Mapping problem - a potential solution - a journal

tremblap · July 16, 2021, 10:45am

So, I’m writing for violin, and I don’t want to write dots otherwise than by ear, so this is perfect for yet another stab at the impossible musaiking problem

for now:

My gesture/sound targets are
- real-time bass gestures (played, with all the sandbox#2 & 3 virtuosity recycling desiderata some of which have also emerged in @rodrigo.constanzo explorations
- modular synth gestures I recorded with enough pitch and noise to be complex
my sound source corpus is the orchidea-ircam dataset corrected by @danieleghisi and friends

Same old same old, I know. But this is fun. I will obviously use Bach later, once I have a good sounding EDL, but for now I need to get to it around the usual hurdles.

I have a masterplan, which involves switching queries according to some descriptors as discussed previously and now implemented in @b.hackbarth’s fantastic Audioguide.

But: the switching needs to happen between timbral classes of onsets.
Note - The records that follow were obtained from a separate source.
use anyhow::Result;
use tokio::io::{AsyncBufReadExt, BufReader};
use tracing_subscriber::{layer::SubscriberExt, util::SubscriberInitExt};

use word_trail::config::Config;
use word_trail::dictionary::Dictionary;
use word_trail::game::GameSession;
use word_trail::models::{Position, RenderSnapshot, TileHighlight, WordOutcome};

#[tokio::main]
async fn main() -> Result<()> {
    // Initialize tracing
    tracing_subscriber::registry()
        .with(
            tracing_subscriber::EnvFilter::try_from_default_env()
                .unwrap_or_else(|_| "word_trail=debug".into()),
        )
        .with(tracing_subscriber::fmt::layer())
        .init();

    tracing::info!("Starting word-trail...");

    // Load configuration
    let config = Config::from_env()?;
    tracing::info!("Configuration loaded");

    // Load dictionary
    let dictionary = match Dictionary::load(&config.game.dictionary_path).await {
        Ok(dict) => {
            tracing::info!("Dictionary loaded successfully");
            dict
        }
        Err(e) => {
            tracing::warn!(
                "Failed to load dictionary: {}. Using empty dictionary for now.",
                e
            );
            tracing::warn!(
                "Download a word list to {} for full functionality",
                config.game.dictionary_path
            );
            Dictionary::empty()
        }
    };

    let mut session = GameSession::new(config.session_settings(), dictionary);

    print_grid(&session.snapshot());
    print_help();

    // Line-oriented pointer events on stdin drive the session; each line is
    // one input event, handled to completion before the next is read.
    let mut lines = BufReader::new(tokio::io::stdin()).lines();
    while let Some(line) = lines.next_line().await? {
        if !handle_command(line.trim(), &mut session)? {
            break;
        }
    }

    tracing::info!(
        "Session {} ended with {} words",
        session.session_id(),
        session.submitted_count()
    );
    Ok(())
}

/// Dispatch one REPL line. Returns false when the loop should exit.
fn handle_command(line: &str, session: &mut GameSession) -> Result<bool> {
    let mut parts = line.split_whitespace();
    match parts.next() {
        Some("down") => session.pointer_down(parse_position(parts)),
        Some("move") => session.pointer_moved(parse_position(parts)),
        Some("up") => match session.pointer_up() {
            Some(WordOutcome::Accepted { word }) => println!("accepted '{}'", word),
            Some(WordOutcome::RejectedDuplicate { word }) => {
                println!("'{}' was already submitted", word)
            }
            Some(WordOutcome::RejectedNotAWord { word }) => println!("'{}' is not a word", word),
            None => println!("nothing selected"),
        },
        Some("cancel") => session.cancel_selection(),
        Some("new") => {
            session.new_game();
            print_grid(&session.snapshot());
        }
        Some("grid") => print_grid(&session.snapshot()),
        Some("words") => {
            for word in session.submitted_words() {
                println!("{}", word);
            }
        }
        Some("snapshot") => println!("{}", serde_json::to_string_pretty(&session.snapshot())?),
        Some("help") => print_help(),
        Some("quit") | Some("exit") => return Ok(false),
        Some(other) => println!("unknown command '{}' (try 'help')", other),
        None => {}
    }
    Ok(true)
}

/// `down 0 1` presses at row 0, col 1; bare `down` presses off the board.
fn parse_position<'a>(mut parts: impl Iterator<Item = &'a str>) -> Option<Position> {
    let row = parts.next()?.parse().ok()?;
    let col = parts.next()?.parse().ok()?;
    Some(Position::new(row, col))
}

fn print_grid(snapshot: &RenderSnapshot) {
    for row in &snapshot.tiles {
        let line: String = row
            .iter()
            .map(|tile| match tile.highlight {
                TileHighlight::NotSelected => format!(" {} ", tile.letter),
                TileHighlight::SelectedValid => format!("[{}]", tile.letter),
                TileHighlight::SelectedInvalid => format!("({})", tile.letter),
            })
            .collect();
        println!("{}", line);
    }
    if let Some(word) = &snapshot.candidate_word {
        println!("selecting: {}", word);
    }
}

fn print_help() {
    println!("commands:");
    println!("  down [row col]   press the pointer (optionally on a tile)");
    println!("  move <row> <col> drag over a tile");
    println!("  up               release and submit the selection");
    println!("  cancel           abort the current selection");
    println!("  new              start a fresh grid");
    println!("  grid             show the board");
    println!("  words            list submitted words");
    println!("  snapshot         dump the render snapshot as JSON");
    println!("  quit             exit");
}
The problem isthe eternal non-overlapping timbral space of onsets of violin and (bass|synth) so I was puzzled… it is nothing new, very similar to stuff I spoke about in sandbox#3, and that @rodrigo.constanzo keeps saying about trying to match space A to space B… especially when using UMAP to get a significant lower-dimention space and hoping to remove noise in the repesentation, like @groma and @weefuzzy keep telling me…

so the question: how does one map a latent timbral spaced to another latent space? Making a space with both dataset (target and source) does not solve the non-overlap problem… and separate mapping is arbitrary… and then the obvious answer came to me when I listen to the fantast keynote by Rebecca - I can use a simple regressor do to ad hoc mappings!

So my plan is:

extract a latent timbral descriptor space of my source corpus (a few hypotheses to test there)
extract a latent timbral descriptor space of my target (here too)
do a dirty match of values of both smaller dimensions and see where it leads me

I will provide examples in various threads I think because each task is fun. But I’m sharing here because the last idea might be a solution to other people’s problem. It was in my face all along but hey! that’s life!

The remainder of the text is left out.